Linux 2.6.18+ (i.e. every distro since RHEL5 c. 2007)
Darwin (macOS) 23.1.0+ [1] (GPU is only supported on ARM64)
Windows 10+ (AMD64 only)
FreeBSD 13+
NetBSD 9.2+ (AMD64 only)
OpenBSD 7+ (AMD64 only)

On Windows, llamafile runs as a native portable executable. On UNIX systems, llamafile extracts a small loader program named ape to $TMPDIR/.llamafile or ~/.ape-1.9 which is used to map your model into memory.

[1] Darwin kernel versions 15.6+ should be supported, but we currently have no way of testing that.

Supported CPUs

llamafile supports the following CPUs:

AMD64 microprocessors must have AVX. Otherwise llamafile will print an error and refuse to run. This means that if you have an Intel CPU, it needs to be Intel Core or newer (circa 2006+), and if you have an AMD CPU, then it needs to be K8 or newer (circa 2003+). Support for AVX512, AVX2, FMA, F16C, and VNNI are conditionally enabled at runtime if you have a newer CPU. For example, Zen4 has very good AVX512 that can speed up BF16 llamafiles.
ARM64 microprocessors must have ARMv8a+. This means everything from Apple Silicon to 64-bit Raspberry Pis will work, provided your weights fit into memory.

GPU support

llamafile supports the following kinds of GPUs:

Apple Metal
NVIDIA
AMD

GPU on MacOS ARM64 is supported by compiling a small module using the Xcode Command Line Tools, which need to be installed. This is a one time cost that happens the first time you run your llamafile. The DSO built by llamafile is stored in $TMPDIR/.llamafile or $HOME/.llamafile. Offloading to GPU is enabled by default when a Metal GPU is present. This can be disabled by passing -ngl 0 or --gpu disable to force llamafile to perform CPU inference.

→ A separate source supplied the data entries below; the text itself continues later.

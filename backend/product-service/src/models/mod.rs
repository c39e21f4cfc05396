/// Data models for product-service
///
/// This module defines structures for:
/// - Product: the API and cache representation, with nested images
/// - Request payloads and query parameters for the HTTP API
/// - Records exchanged between the compression worker and the store
use serde::{Deserialize, Serialize};
use validator::Validate;

// ========================================
// Product Models
// ========================================

/// Source image attached at product creation
#[derive(Debug, Clone, PartialEq, Serialize, Deserialize, sqlx::FromRow)]
pub struct Image {
    pub id: i64,
    pub url: String,
}

/// JPEG copy of a source image produced by the compression worker
#[derive(Debug, Clone, PartialEq, Serialize, Deserialize, sqlx::FromRow)]
pub struct CompressedImage {
    pub id: i64,
    pub url: String,
    pub image_id: i64,
}

/// Product snapshot as served by the API and stored in the cache
///
/// The JSON form is the cache value, so every field survives a round trip.
#[derive(Debug, Clone, PartialEq, Serialize, Deserialize)]
pub struct Product {
    pub product_id: i64,
    pub product_name: String,
    pub product_description: String,
    pub product_price: f64,
    pub user_id: i64,
    #[serde(default)]
    pub images: Vec<Image>,
    #[serde(default)]
    pub compressed_images: Vec<CompressedImage>,
}

/// Product row without its image collections
#[derive(Debug, Clone, sqlx::FromRow)]
pub struct ProductRow {
    pub id: i64,
    pub name: String,
    pub description: String,
    pub price: f64,
    pub user_id: i64,
}

impl ProductRow {
    pub fn into_product(self, images: Vec<Image>, compressed_images: Vec<CompressedImage>) -> Product {
        Product {
            product_id: self.id,
            product_name: self.name,
            product_description: self.description,
            product_price: self.price,
            user_id: self.user_id,
            images,
            compressed_images,
        }
    }
}

// ========================================
// Request Models
// ========================================

/// `POST /products` payload
///
/// Every field is optional at the serde level so a missing field surfaces as
/// a `required` field error rather than a decode failure.
#[derive(Debug, Clone, Default, Serialize, Deserialize, Validate)]
pub struct CreateProductRequest {
    /// Ids start at 1, so 0 counts as missing
    #[validate(required, range(min = 1, code = "required"))]
    pub user_id: Option<i64>,

    #[validate(required, length(min = 1, code = "required"))]
    pub product_name: Option<String>,

    #[validate(required, length(min = 1, code = "required"))]
    pub product_description: Option<String>,

    #[validate(required, range(exclusive_min = 0.0, code = "gt"))]
    pub product_price: Option<f64>,

    #[validate(required)]
    pub product_images: Option<Vec<String>>,
}

/// Validated product ready to be written
#[derive(Debug, Clone, PartialEq)]
pub struct NewProduct {
    pub user_id: i64,
    pub name: String,
    pub description: String,
    pub price: f64,
    pub image_urls: Vec<String>,
}

impl CreateProductRequest {
    /// Run field validation and unwrap into a [`NewProduct`]
    pub fn into_new_product(self) -> Result<NewProduct, validator::ValidationErrors> {
        self.validate()?;

        // validate() guarantees every required field is present
        Ok(NewProduct {
            user_id: self.user_id.unwrap_or_default(),
            name: self.product_name.unwrap_or_default(),
            description: self.product_description.unwrap_or_default(),
            price: self.product_price.unwrap_or_default(),
            image_urls: self.product_images.unwrap_or_default(),
        })
    }
}

/// Raw `GET /products` query parameters
///
/// Kept as strings so each malformed parameter gets its own error message.
#[derive(Debug, Clone, Default, Deserialize)]
pub struct ListProductsQuery {
    pub user_id: Option<String>,
    pub min_price: Option<String>,
    pub max_price: Option<String>,
    pub product_name: Option<String>,
}

/// Parsed listing filter handed to the store
#[derive(Debug, Clone, Default, PartialEq)]
pub struct ProductFilter {
    pub user_id: i64,
    pub min_price: Option<f64>,
    pub max_price: Option<f64>,
    pub name_contains: Option<String>,
}

// ========================================
// Worker Models
// ========================================

/// Uploaded JPEG paired with the source image it was derived from
#[derive(Debug, Clone, PartialEq, Eq)]
pub struct CompressedUpload {
    pub url: String,
    pub image_id: i64,
}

Owners of NVIDIA and AMD graphics cards need to pass the -ngl 999 flag to enable maximum offloading. If multiple GPUs are present then the work will be divided evenly among them by default, so you can load larger models. Multiple GPU support may be broken on AMD Radeon systems. If that happens to you, then use export HIP_VISIBLE_DEVICES=0 which forces llamafile to only use the first GPU.

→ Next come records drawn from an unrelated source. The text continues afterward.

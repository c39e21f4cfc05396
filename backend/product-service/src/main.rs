/// Product Service - HTTP Server
///
/// Serves the product API. Every created product is published to Kafka for
/// the compression worker.
use actix_web::{web, App, HttpServer};
use anyhow::Context;
use product_service::cache::RedisProductCache;
use product_service::db::PgProductStore;
use product_service::handlers;
use product_service::kafka::KafkaProductPublisher;
use product_service::services::ProductService;
use product_service::Config;
use std::sync::Arc;
use tracing::info;
use tracing_actix_web::TracingLogger;

#[actix_web::main]
async fn main() -> anyhow::Result<()> {
    dotenvy::dotenv().ok();
    product_service::logging::init("product_service");

    let config = Config::from_env().context("Failed to load configuration")?;
    let bind_address = format!("{}:{}", config.app.host, config.app.port);

    info!(env = %config.app.env, address = %bind_address, "Product service starting");

    let store = PgProductStore::connect(&config.database)
        .await
        .context("Failed to connect to database")?;

    let cache = RedisProductCache::connect(&config.cache.redis_url)
        .await
        .context("Failed to connect to Redis")?;

    let publisher =
        KafkaProductPublisher::new(&config.kafka).context("Failed to create Kafka producer")?;

    let service = Arc::new(ProductService::new(
        Arc::new(store),
        Arc::new(cache),
        Arc::new(publisher),
        config.cache.timeout(),
    ));

    HttpServer::new(move || {
        App::new()
            .app_data(web::Data::new(service.clone()))
            .wrap(TracingLogger::default())
            .configure(handlers::configure)
    })
    .bind(&bind_address)
    .with_context(|| format!("Failed to bind {bind_address}"))?
    .run()
    .await
    .context("HTTP server error")?;

    info!("Product service shutting down");
    Ok(())
}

Windows users are encouraged to use our release binaries, because they contain prebuilt DLLs for both NVIDIA and AMD graphics cards, which only depend on the graphics driver being installed. If llamafile detects that NVIDIA's CUDA SDK or AMD's ROCm HIP SDK are installed, then llamafile will try to build a faster DLL that uses cuBLAS or rocBLAS. In order for llamafile to successfully build a cuBLAS module, it needs to be run on the x64 MSVC command prompt. You can use CUDA via WSL by enabling Nvidia CUDA on WSL and running your llamafiles inside of WSL. Using WSL has the added benefit of letting you run llamafiles greater than 4GB on Windows.

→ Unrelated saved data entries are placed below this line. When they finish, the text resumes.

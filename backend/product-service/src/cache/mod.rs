/// Caching layer for product-service
///
/// Product snapshots are cached as JSON under their decimal id with no
/// expiry. Entries leave the cache only through explicit invalidation by the
/// compression worker.
use crate::error::{AppError, Result};
use async_trait::async_trait;
use redis::aio::ConnectionManager;
use redis::AsyncCommands;
use tracing::debug;

/// Cache key for a product snapshot
pub fn product_key(product_id: i64) -> String {
    product_id.to_string()
}

/// Key-value cache holding serialized product snapshots
#[async_trait]
pub trait ProductCache: Send + Sync {
    /// Raw value under `key`, `None` on a miss
    async fn get(&self, key: &str) -> Result<Option<String>>;

    /// Store `value` under `key` without expiry
    async fn set(&self, key: &str, value: &str) -> Result<()>;

    /// Remove `key`; returns whether an entry existed
    async fn delete(&self, key: &str) -> Result<bool>;
}

/// Redis-backed product cache
#[derive(Clone)]
pub struct RedisProductCache {
    conn: ConnectionManager,
}

impl RedisProductCache {
    /// Initialize cache from Redis client
    pub async fn new(client: redis::Client) -> Result<Self> {
        let manager = ConnectionManager::new(client)
            .await
            .map_err(|e| AppError::CacheError(format!("Failed to connect to Redis: {e}")))?;

        Ok(Self::with_manager(manager))
    }

    pub fn with_manager(manager: ConnectionManager) -> Self {
        Self { conn: manager }
    }

    /// Connect using a `redis://` URL
    pub async fn connect(redis_url: &str) -> Result<Self> {
        let client = redis::Client::open(redis_url)
            .map_err(|e| AppError::CacheError(format!("Invalid Redis URL: {e}")))?;
        Self::new(client).await
    }
}

#[async_trait]
impl ProductCache for RedisProductCache {
    async fn get(&self, key: &str) -> Result<Option<String>> {
        let mut conn = self.conn.clone();
        conn.get(key)
            .await
            .map_err(|e| AppError::CacheError(format!("Failed to read from cache: {e}")))
    }

    async fn set(&self, key: &str, value: &str) -> Result<()> {
        let mut conn = self.conn.clone();
        conn.set(key, value)
            .await
            .map_err(|e| AppError::CacheError(format!("Failed to write to cache: {e}")))
    }

    async fn delete(&self, key: &str) -> Result<bool> {
        let mut conn = self.conn.clone();
        let removed: usize = conn
            .del(key)
            .await
            .map_err(|e| AppError::CacheError(format!("Failed to delete cache key: {e}")))?;

        debug!(key, removed, "Cache key deleted");
        Ok(removed > 0)
    }
}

On Linux, NVIDIA users will need to install the CUDA SDK (ideally using the shell script installer) and ROCm users need to install the HIP SDK. They're detected by looking to see if nvcc or hipcc are on the PATH.

If you have both an AMD GPU and an NVIDIA GPU in your machine, then you may need to qualify which one you want used, by passing either --gpu amd or --gpu nvidia.

In the event that GPU support couldn't be compiled and dynamically linked on the fly for any reason, llamafile will fall back to CPU inference.